Observability

Logging
Runtime diagnostics output
Available metrics
IoT Edge Metrics collector
OpenTelemetry
Prometheus

Logging

Logging can be configured using the --ll command line argument. It allows to set a desired log level. More fine grained logging can be configured using an appsettings.json file as per .net documentation.

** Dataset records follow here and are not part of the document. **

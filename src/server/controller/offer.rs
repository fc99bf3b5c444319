use axum::{
    extract::{Path, State},
    http::StatusCode,
    response::IntoResponse,
    Json,
};

use crate::model::api::{ErrorDto, MessageDto};
use crate::model::offer::{OfferDetailDto, OfferDto, OfferPatchDto, OfferPayloadDto};
use crate::server::{error::Error, model::app::AppState, service::offer::OfferService};

pub static OFFER_TAG: &str = "offers";

/// List all offers with their publishing company embedded
#[utoipa::path(
    get,
    path = "/api/offers",
    tag = OFFER_TAG,
    responses(
        (status = 200, description = "All offers, newest first", body = Vec<OfferDetailDto>),
        (status = 500, description = "Internal server error", body = ErrorDto)
    ),
)]
pub async fn list_offers(State(state): State<AppState>) -> Result<impl IntoResponse, Error> {
    let offers = OfferService::new(&state.db).list().await?;

    Ok(Json(offers))
}

/// Publish a new offer
///
/// Only validated companies can publish; an unvalidated company id is
/// rejected with 403.
#[utoipa::path(
    post,
    path = "/api/offers",
    tag = OFFER_TAG,
    request_body = OfferPayloadDto,
    responses(
        (status = 201, description = "Offer published", body = OfferDto),
        (status = 400, description = "Missing required fields or unknown company", body = ErrorDto),
        (status = 401, description = "Not authenticated", body = ErrorDto),
        (status = 403, description = "Caller is not a company, or the company is not validated", body = ErrorDto),
        (status = 500, description = "Internal server error", body = ErrorDto)
    ),
)]
pub async fn create_offer(
    State(state): State<AppState>,
    Json(payload): Json<OfferPayloadDto>,
) -> Result<impl IntoResponse, Error> {
    let offer = OfferService::new(&state.db).create(payload).await?;

    Ok((StatusCode::CREATED, Json(offer)))
}

/// Get an offer by id with its company embedded
#[utoipa::path(
    get,
    path = "/api/offers/{id}",
    tag = OFFER_TAG,
    params(("id" = i32, Path, description = "Offer id")),
    responses(
        (status = 200, description = "The offer", body = OfferDetailDto),
        (status = 404, description = "Offer not found", body = ErrorDto),
        (status = 500, description = "Internal server error", body = ErrorDto)
    ),
)]
pub async fn get_offer(
    State(state): State<AppState>,
    Path(id): Path<i32>,
) -> Result<impl IntoResponse, Error> {
    let offer = OfferService::new(&state.db).get(id).await?;

    Ok(Json(offer))
}

/// List the offers published by a company
#[utoipa::path(
    get,
    path = "/api/companies/{id}/offers",
    tag = OFFER_TAG,
    params(("id" = i32, Path, description = "Company account id")),
    responses(
        (status = 200, description = "The company's offers, newest first", body = Vec<OfferDto>),
        (status = 500, description = "Internal server error", body = ErrorDto)
    ),
)]
pub async fn list_company_offers(
    State(state): State<AppState>,
    Path(id): Path<i32>,
) -> Result<impl IntoResponse, Error> {
    let offers = OfferService::new(&state.db).list_by_company(id).await?;

    Ok(Json(offers))
}

/// Fully replace an offer's fields
#[utoipa::path(
    put,
    path = "/api/offers/{id}",
    tag = OFFER_TAG,
    params(("id" = i32, Path, description = "Offer id")),
    request_body = OfferPayloadDto,
    responses(
        (status = 200, description = "Offer replaced", body = OfferDto),
        (status = 400, description = "Missing required fields or unknown company", body = ErrorDto),
        (status = 404, description = "Offer not found", body = ErrorDto),
        (status = 500, description = "Internal server error", body = ErrorDto)
    ),
)]
pub async fn replace_offer(
    State(state): State<AppState>,
    Path(id): Path<i32>,
    Json(payload): Json<OfferPayloadDto>,
) -> Result<impl IntoResponse, Error> {
    let offer = OfferService::new(&state.db).replace(id, payload).await?;

    Ok(Json(offer))
}

/// Partially update an offer
#[utoipa::path(
    patch,
    path = "/api/offers/{id}",
    tag = OFFER_TAG,
    params(("id" = i32, Path, description = "Offer id")),
    request_body = OfferPatchDto,
    responses(
        (status = 200, description = "Offer updated", body = OfferDto),
        (status = 400, description = "Unknown company", body = ErrorDto),
        (status = 401, description = "Not authenticated", body = ErrorDto),
        (status = 403, description = "Caller is not a company", body = ErrorDto),
        (status = 404, description = "Offer not found", body = ErrorDto),
        (status = 500, description = "Internal server error", body = ErrorDto)
    ),
)]
pub async fn patch_offer(
    State(state): State<AppState>,
    Path(id): Path<i32>,
    Json(payload): Json<OfferPatchDto>,
) -> Result<impl IntoResponse, Error> {
    let offer = OfferService::new(&state.db).patch(id, payload).await?;

    Ok(Json(offer))
}

/// Delete an offer together with its applications
#[utoipa::path(
    delete,
    path = "/api/offers/{id}",
    tag = OFFER_TAG,
    params(("id" = i32, Path, description = "Offer id")),
    responses(
        (status = 200, description = "Offer and its applications deleted", body = MessageDto),
        (status = 401, description = "Not authenticated", body = ErrorDto),
        (status = 403, description = "Caller is not a company", body = ErrorDto),
        (status = 404, description = "Offer not found", body = ErrorDto),
        (status = 500, description = "Internal server error", body = ErrorDto)
    ),
)]
pub async fn delete_offer(
    State(state): State<AppState>,
    Path(id): Path<i32>,
) -> Result<impl IntoResponse, Error> {
    OfferService::new(&state.db).delete_with_applications(id).await?;

    Ok(Json(MessageDto::new("Offer deleted successfully")))
}
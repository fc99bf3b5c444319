use serde::{Deserialize, Serialize};
use utoipa::ToSchema;

use crate::model::account::Role;

/// Request body for registration. Role-specific fields beyond the
/// requireds are optional and default empty in the directory record.
#[derive(Debug, Clone, Default, Serialize, Deserialize, ToSchema)]
#[serde(rename_all = "camelCase")]
pub struct RegisterDto {
    pub name: Option<String>,
    pub email: Option<String>,
    pub password: Option<String>,
    /// Parsed as a string so an unknown role reports a validation error
    /// naming the accepted values.
    pub role: Option<String>,
    pub field_of_study: Option<String>,
    pub skills: Option<String>,
    pub resume: Option<String>,
    pub department: Option<String>,
    pub tax_id: Option<String>,
}

/// The newly registered account as echoed back to the caller.
#[derive(Debug, Clone, Serialize, Deserialize, ToSchema)]
#[serde(rename_all = "camelCase")]
pub struct RegisteredUserDto {
    pub external_id: String,
    pub email: String,
    pub name: String,
    pub role: Role,
    /// Directory id of the created account.
    pub id: i32,
}

#[derive(Debug, Clone, Serialize, Deserialize, ToSchema)]
pub struct RegisterResponseDto {
    pub message: String,
    pub user: RegisteredUserDto,
}

/// Request body for resolving a directory record by email after the
/// client has authenticated with the identity provider.
#[derive(Debug, Clone, Default, Serialize, Deserialize, ToSchema)]
pub struct LoginDto {
    pub email: Option<String>,
}

#[derive(Debug, Clone, Serialize, Deserialize, ToSchema)]
#[serde(rename_all = "camelCase")]
pub struct LoginUserDto {
    pub id: i32,
    pub name: String,
    pub email: String,
    pub role: Role,
}

#[derive(Debug, Clone, Serialize, Deserialize, ToSchema)]
pub struct LoginResponseDto {
    pub message: String,
    pub user: LoginUserDto,
}

/// The caller's directory record joined with their token identity.
#[derive(Debug, Clone, Serialize, Deserialize, ToSchema)]
#[serde(rename_all = "camelCase")]
pub struct VerifiedUserDto {
    pub external_id: String,
    pub email: String,
    pub name: String,
    pub role: Role,
    pub id: i32,
}

#[derive(Debug, Clone, Serialize, Deserialize, ToSchema)]
pub struct VerifyResponseDto {
    pub user: VerifiedUserDto,
}

/// The account removed by the delete-user endpoint.
#[derive(Debug, Clone, Serialize, Deserialize, ToSchema)]
#[serde(rename_all = "camelCase")]
pub struct DeletedUserDto {
    pub external_id: String,
    pub email: String,
    pub name: String,
}

#[derive(Debug, Clone, Serialize, Deserialize, ToSchema)]
#[serde(rename_all = "camelCase")]
pub struct DeleteUserResponseDto {
    pub message: String,
    pub deleted_user: DeletedUserDto,
}
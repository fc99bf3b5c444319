//! Internship placements supervised by professors.

use sea_orm::entity::prelude::*;

#[derive(Clone, Debug, PartialEq, Eq, DeriveEntityModel)]
#[sea_orm(table_name = "placement")]
pub struct Model {
    #[sea_orm(primary_key)]
    pub id: i32,
    pub start_date: Date,
    pub end_date: Option<Date>,
    /// One of `ATIVO`, `CONCLUIDO`.
    pub state: String,
    pub student_id: i32,
    pub professor_id: i32,
    pub created_at: DateTime,
    pub updated_at: DateTime,
}

#[derive(Copy, Clone, Debug, EnumIter, DeriveRelation)]
pub enum Relation {}

impl ActiveModelBehavior for ActiveModel {}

It is also possible to enable more detailed logging of the OPC UA stack using the --sl option.

To get the logs the iotedge command line utility can be used. Run the following from the local command line:

iotedge logs -f <container name>

These logs contain the current state of operation and can be used to narrow down an issue.

Additionally, logs from edge modules can be fetched via direct methods describes how to fetch and upload logs from Edge modules.

Runtime diagnostics output

The OPC Publisher emits metrics through its Prometheus endpoint (/metrics). To learn more about how to create a local metrics dashboard for OPC Publisher V2.7, refer to the tutorial here.

To measure the performance of OPC Publisher, the di parameter can be used to print metrics to the log in the interval specified (in seconds). Using --pd=Events the diagnostics information can instead be emitted to a topic or to IoT Hub. The routing or topic can be configured using the --dtt command line option.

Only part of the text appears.